Capacity Constrained Accessibility

This study proposes an enhanced measure of accessibility which explicitly takes into consideration circumstances when the capacity of the transport infrastructure or service, e.g. public transit, is limited. When capacity is constrained, passengers may suffer longer waiting time, resulting in delay or cancellation of the trips. To define and measure the accessibility with capacity constraints, the authors introduce a new approach to estimate the expected waiting time and the probability of forgoing trips, based on M/G B /1 type of queuing scenario and discrete event simulation. The impacts of capacity constraints are then formally incorporated into the new accessibility measure: Capacity Constrained Accessibility (CCA).
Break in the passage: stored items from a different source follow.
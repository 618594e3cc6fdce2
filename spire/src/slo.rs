//! Single logout, started by either side.
//!
//! Nothing here is a long lived state machine. A logout this service starts
//! is one LogoutRequest whose ID waits in the [RequestStore] for the
//! identity provider's LogoutResponse. A logout the identity provider starts
//! is answered straight away with a LogoutResponse, whatever the outcome.
use crate::{
    codec::{encode_redirect, Decoded},
    config::{ConfigStore, IdentityProviderConfig, Settings},
    debug,
    error::Error,
    identity::NAME_ID_ATTRIBUTE,
    message::{LogoutRequest, LogoutResponse, Message, Status},
    session::LocalSession,
    store::{RequestStore, SessionStore, Store},
};

const NO_CURRENT_SESSION: &str = "No current session";

/// Where a logout exchange leaves the browser.
#[derive(Clone, Debug, PartialEq)]
pub enum SloOutcome {
    /// Send the browser back to the identity provider with our answer.
    Respond {
        location: String,
        session_destroyed: bool,
    },
    /// The identity provider answered a logout we started.
    Finished {
        session_destroyed: bool,
        relay_state: Option<String>,
    },
}

fn slo_endpoint(idp: &IdentityProviderConfig) -> Result<&str, Error> {
    idp.slo_url.as_deref().ok_or_else(|| {
        Error::InvalidConfig(format!("identity provider {} has no SLO endpoint", idp.id))
    })
}

/// Start a logout at the identity provider that authenticated `session`.
///
/// Returns the URL to redirect the browser to.
#[tracing::instrument(level = "info", skip(store, settings, session), fields(idp = %session.idp_id), err)]
pub async fn initiate_logout<S>(
    store: &S,
    settings: &Settings,
    session: &LocalSession,
) -> Result<String, Error>
where
    S: RequestStore + Sync,
{
    let idp = settings.load_idp_config(&session.tenant, &session.idp_id)?;
    let name_id = session
        .name_id
        .clone()
        .ok_or_else(|| Error::MissingAttribute(NAME_ID_ATTRIBUTE.into()))?;
    let request = LogoutRequest::new(
        &settings.sp_entity_id(&session.tenant)?,
        slo_endpoint(idp)?,
        name_id,
        session.session_index.clone(),
    );
    // The answer may arrive without the session cookie, so the request
    // remembers which session it ends.
    store
        .save_request_id(
            &request.id,
            None,
            Some(&session.id),
            settings.request_ttl(),
        )
        .await?;
    tracing::info!("Sending LogoutRequest {} to {}", request.id, idp.id);
    encode_redirect(&request, None, settings.redirect_signing(idp))
}

/// Structural problems the SAML schema would reject.
fn schema_problems(message: &Message) -> Vec<&'static str> {
    let mut problems = Vec::new();
    let (id, version, issue_instant) = match message {
        Message::LogoutRequest(request) => {
            if request.name_id.is_none() && !request.encrypted_name_id {
                problems.push("LogoutRequest has no NameID");
            }
            (&request.id, &request.version, request.issue_instant.is_some())
        }
        Message::LogoutResponse(response) => {
            if response.status.code.is_empty() {
                problems.push("LogoutResponse has no StatusCode");
            }
            (&response.id, &response.version, response.issue_instant.is_some())
        }
        Message::Response(response) => (&response.id, &None, response.issue_instant.is_some()),
    };
    if id.is_empty() {
        problems.push("missing ID");
    }
    if version.as_deref() != Some("2.0") {
        problems.push("Version is not 2.0");
    }
    if !issue_instant {
        problems.push("missing IssueInstant");
    }
    problems
}

fn check_schema(message: &Message, idp: &IdentityProviderConfig) -> Result<(), Error> {
    let problems = schema_problems(message);
    if problems.is_empty() {
        return Ok(());
    }
    let problems = problems.join("; ");
    if idp.ignore_slo_schema_errors {
        tracing::warn!("Ignoring schema errors from {}: {}", idp.id, problems);
        Ok(())
    } else {
        Err(Error::MalformedMessage(problems))
    }
}

/// Handle a LogoutRequest or LogoutResponse arriving on the SLO endpoint.
///
/// `session` is the caller's current session, if any.
#[tracing::instrument(level = "info", skip(store, settings, decoded, session), fields(kind = decoded.message.kind()), err)]
pub async fn handle_logout<S: Store>(
    store: &S,
    settings: &Settings,
    tenant: &str,
    mut decoded: Decoded,
    session: Option<&LocalSession>,
) -> Result<SloOutcome, Error> {
    let idp = settings.idp_for_issuer(tenant, decoded.message.issuer())?;
    let sink = debug::sink_for(store, idp);
    match &decoded.message {
        Message::LogoutRequest(_) => sink.set(debug::LOGOUT_REQUEST, &decoded.xml),
        Message::LogoutResponse(_) => sink.set(debug::LOGOUT_RESPONSE, &decoded.xml),
        Message::Response(_) => {
            return Err(Error::UnknownMessageType(decoded.message.kind().into()))
        }
    }

    check_schema(&decoded.message, idp)?;
    if idp.has_certificates() {
        decoded.verify_signature(&idp.certificates()?)?;
    }
    decoded.decrypt(&settings.key, &[])?;

    match decoded.message {
        Message::LogoutRequest(request) => {
            handle_logout_request(
                store,
                settings,
                tenant,
                &request,
                idp,
                session,
                decoded.relay_state.as_deref(),
            )
            .await
        }
        Message::LogoutResponse(response) => {
            handle_logout_response(store, &response, session, decoded.relay_state).await
        }
        Message::Response(response) => Err(Error::UnknownMessageType(format!(
            "Response {}",
            response.id
        ))),
    }
}

/// Finish a logout this service started.
///
/// The session ended is the one recorded with the outstanding request,
/// falling back to `session`. A response that does not answer an outstanding
/// request is a protocol error, but the local session is still ended so the
/// user is not stranded.
pub async fn handle_logout_response<S>(
    store: &S,
    response: &LogoutResponse,
    session: Option<&LocalSession>,
    relay_state: Option<String>,
) -> Result<SloOutcome, Error>
where
    S: RequestStore + SessionStore + Sync,
{
    let outstanding = match &response.in_response_to {
        Some(id) => {
            let outstanding = store.consume_request_id(id).await?;
            if outstanding.is_none() {
                tracing::warn!("LogoutResponse {} answers unknown request {}", response.id, id);
            }
            outstanding
        }
        None => {
            tracing::warn!("LogoutResponse {} has no InResponseTo", response.id);
            None
        }
    };

    if !response.status.is_success() {
        tracing::warn!(
            "Identity provider refused logout with status {}",
            response.status.code
        );
        return Ok(SloOutcome::Finished {
            session_destroyed: false,
            relay_state,
        });
    }

    let token = outstanding
        .and_then(|request| request.session_id)
        .or_else(|| session.map(|session| session.id.clone()));
    let session_destroyed = match token {
        Some(token) => {
            store.destroy_session(&token).await?;
            true
        }
        None => false,
    };
    Ok(SloOutcome::Finished {
        session_destroyed,
        relay_state,
    })
}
To illustrate the differences between CCA and standard measure, this study estimates the accessibility patterns in the Beijing-Tianjin (China) corridor and the accessibility changes thanks to the Beijing-Tianjin Intercity High-speed Railway (BTIHSR). The authors simulate and compare CCA and standard measures in five queuing scenarios with varying assumptions of passenger arrival distributions, train service distributions, and system loads. The results show that 1) under a quasi-real peak-hour conditions between Beijing and Tianjin, CCA is 97.3% of the standard measure; 2) under low demand condition, CCA is equal to the standard measure—CCA is compatible with and absorbs stand measure as a special case; 3) under the scenario with very high demand and unreliable timetable, CCA is almost reduced to the level before BTIHSR, i.e. the contribution of the new infrastructure to accessibility is mostly eliminated. The authors conclude that without considering capacity constraint, standard accessibility measure overestimates the contribution of new infrastructure or service; the new CCA measure effectively incorporates the impact of capacity constraints and provides a more realistic representation than standard measure.